Network loops connected to vswitch ports should not be underestimated

Source: Internet
Author: User
Tags network troubleshooting

An improper port connection between switches in the Ethernet may cause a network loop. If the related switch does not enable the STP function, this loop will lead to endless repeated packet forwarding, forming a broadcast storm, this causes network faults. We have encountered such a fault many times during the maintenance of the campus network, and we were impressed by the troubleshooting process.

Fault description

One day, we found a problem with a VLAN in the campus network performance monitoring platform-the connection between the access switch and the campus network was interrupted. Check the aggregation switch that is placed in the network center. A large amount of inbound traffic is measured for the 100BASE-FX port connected to it, but the outbound traffic is very small, which is abnormal. However, the performance of this aggregation switch seems to be okay and there is no problem. Therefore, we mirror the abnormal port on this aggregation switch and use the protocol analysis tool Sniffer to capture packets. At most, we can capture more than 0.1 million packets per second. A simple analysis of these data packets shows some of the common features.

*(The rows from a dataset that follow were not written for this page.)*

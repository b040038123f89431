pub mod dataset;
pub mod scale;
pub mod source;
pub mod types;

pub use dataset::{Dataset, MISSING_FIELD_TEXT, Record, RecordLayout};
pub use scale::{AxisScale, DEFAULT_TICK_COUNT, TickValues, format_tick};
pub use source::{DatasetSource, FileSource, StaticSource};
pub use types::{Margins, PlotGeometry, Viewport};
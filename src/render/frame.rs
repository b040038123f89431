use crate::core::Viewport;
use crate::error::{PlotError, PlotResult};
use crate::render::{CirclePrimitive, LinePrimitive, TextPrimitive};

/// Backend-agnostic scene for one plot draw pass.
#[derive(Debug, Clone, PartialEq)]
pub struct RenderFrame {
    pub viewport: Viewport,
    pub lines: Vec<LinePrimitive>,
    pub circles: Vec<CirclePrimitive>,
    pub texts: Vec<TextPrimitive>,
}

impl RenderFrame {
    #[must_use]
    pub fn new(viewport: Viewport) -> Self {
        Self {
            viewport,
            lines: Vec::new(),
            circles: Vec::new(),
            texts: Vec::new(),
        }
    }

    #[must_use]
    pub fn with_line(mut self, line: LinePrimitive) -> Self {
        self.lines.push(line);
        self
    }

    #[must_use]
    pub fn with_circle(mut self, circle: CirclePrimitive) -> Self {
        self.circles.push(circle);
        self
    }

    #[must_use]
    pub fn with_text(mut self, text: TextPrimitive) -> Self {
        self.texts.push(text);
        self
    }

    pub fn validate(&self) -> PlotResult<()> {
        if !self.viewport.is_valid() {
            return Err(PlotError::InvalidViewport {
                width: self.viewport.width,
                height: self.viewport.height,
            });
        }

        for line in &self.lines {
            line.validate()?;
        }
        for circle in &self.circles {
            circle.validate()?;
        }
        for text in &self.texts {
            text.validate()?;
        }

        Ok(())
    }

    #[must_use]
    pub fn is_empty(&self) -> bool {
        self.lines.is_empty() && self.circles.is_empty() && self.texts.is_empty()
    }
}
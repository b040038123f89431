use serde::{Deserialize, Serialize};

use crate::error::{PlotError, PlotResult};

/// Share of the measured container width left as outer whitespace.
pub const CONTAINER_WIDTH_SHRINK: f64 = 0.1;
/// Container height as a fraction of the container width.
pub const CONTAINER_ASPECT: f64 = 0.5;

#[derive(Debug, Clone, Copy, PartialEq, Eq, Serialize, Deserialize)]
pub struct Viewport {
    pub width: u32,
    pub height: u32,
}

impl Viewport {
    #[must_use]
    pub fn new(width: u32, height: u32) -> Self {
        Self { width, height }
    }

    #[must_use]
    pub fn is_valid(self) -> bool {
        self.width > 0 && self.height > 0
    }
}

/// Outer chart frame reserved around the plotting area.
#[derive(Debug, Clone, Copy, PartialEq, Serialize, Deserialize)]
pub struct Margins {
    pub top: f64,
    pub right: f64,
    pub bottom: f64,
    pub left: f64,
}

impl Margins {
    #[must_use]
    pub const fn new(top: f64, right: f64, bottom: f64, left: f64) -> Self {
        Self {
            top,
            right,
            bottom,
            left,
        }
    }

    pub fn validate(self) -> PlotResult<Self> {
        for (value, name) in [
            (self.top, "top"),
            (self.right, "right"),
            (self.bottom, "bottom"),
            (self.left, "left"),
        ] {
            if !value.is_finite() || value < 0.0 {
                return Err(PlotError::InvalidGeometry(format!(
                    "margin `{name}` must be finite and >= 0"
                )));
            }
        }
        Ok(self)
    }
}

impl Default for Margins {
    fn default() -> Self {
        Self::new(20.0, 70.0, 50.0, 70.0)
    }
}

/// Chart geometry fixed once from the container's measured width.
///
/// `width` and `height` describe the inner plotting area; the container size
/// includes the margins.
#[derive(Debug, Clone, Copy, PartialEq, Serialize, Deserialize)]
pub struct PlotGeometry {
    pub margins: Margins,
    pub container_width: f64,
    pub container_height: f64,
    pub width: f64,
    pub height: f64,
}

impl PlotGeometry {
    /// Derives the session geometry from the measured container width.
    pub fn from_container_width(measured_width: f64, margins: Margins) -> PlotResult<Self> {
        if !measured_width.is_finite() || measured_width <= 0.0 {
            return Err(PlotError::InvalidGeometry(
                "measured container width must be finite and > 0".to_owned(),
            ));
        }
        let margins = margins.validate()?;

        let container_width = measured_width - measured_width * CONTAINER_WIDTH_SHRINK;
        let container_height = container_width * CONTAINER_ASPECT;
        let width = container_width - margins.left - margins.right;
        let height = container_height - margins.top - margins.bottom;

        if width <= 0.0 || height <= 0.0 {
            return Err(PlotError::InvalidGeometry(format!(
                "plot area must be positive, got {width}x{height} from container width {measured_width}"
            )));
        }

        Ok(Self {
            margins,
            container_width,
            container_height,
            width,
            height,
        })
    }

    /// Pixel viewport of the whole drawing surface, margins included.
    #[must_use]
    pub fn viewport(self) -> Viewport {
        Viewport::new(
            self.container_width.round() as u32,
            self.container_height.round() as u32,
        )
    }
}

1. The vast majority of packets are 62 bytes plus 4 bytes of error detection. The value of the FCS domain is 66 bytes.) The TCP status is SYN;

2. If the source IP address is the IP address of another CIDR Block and the destination IP address is the IP address of the CIDR Block of the building;

3. Although the source IP address is different, the source MAC address is the same;

4. The destination IP address and destination MAC address are the same as the IP-MAC parameters bound to the VLAN of the building on this aggregation switch;

5. The actual data flow direction is opposite to the flow direction determined by the source IP address and destination IP address in the data packet.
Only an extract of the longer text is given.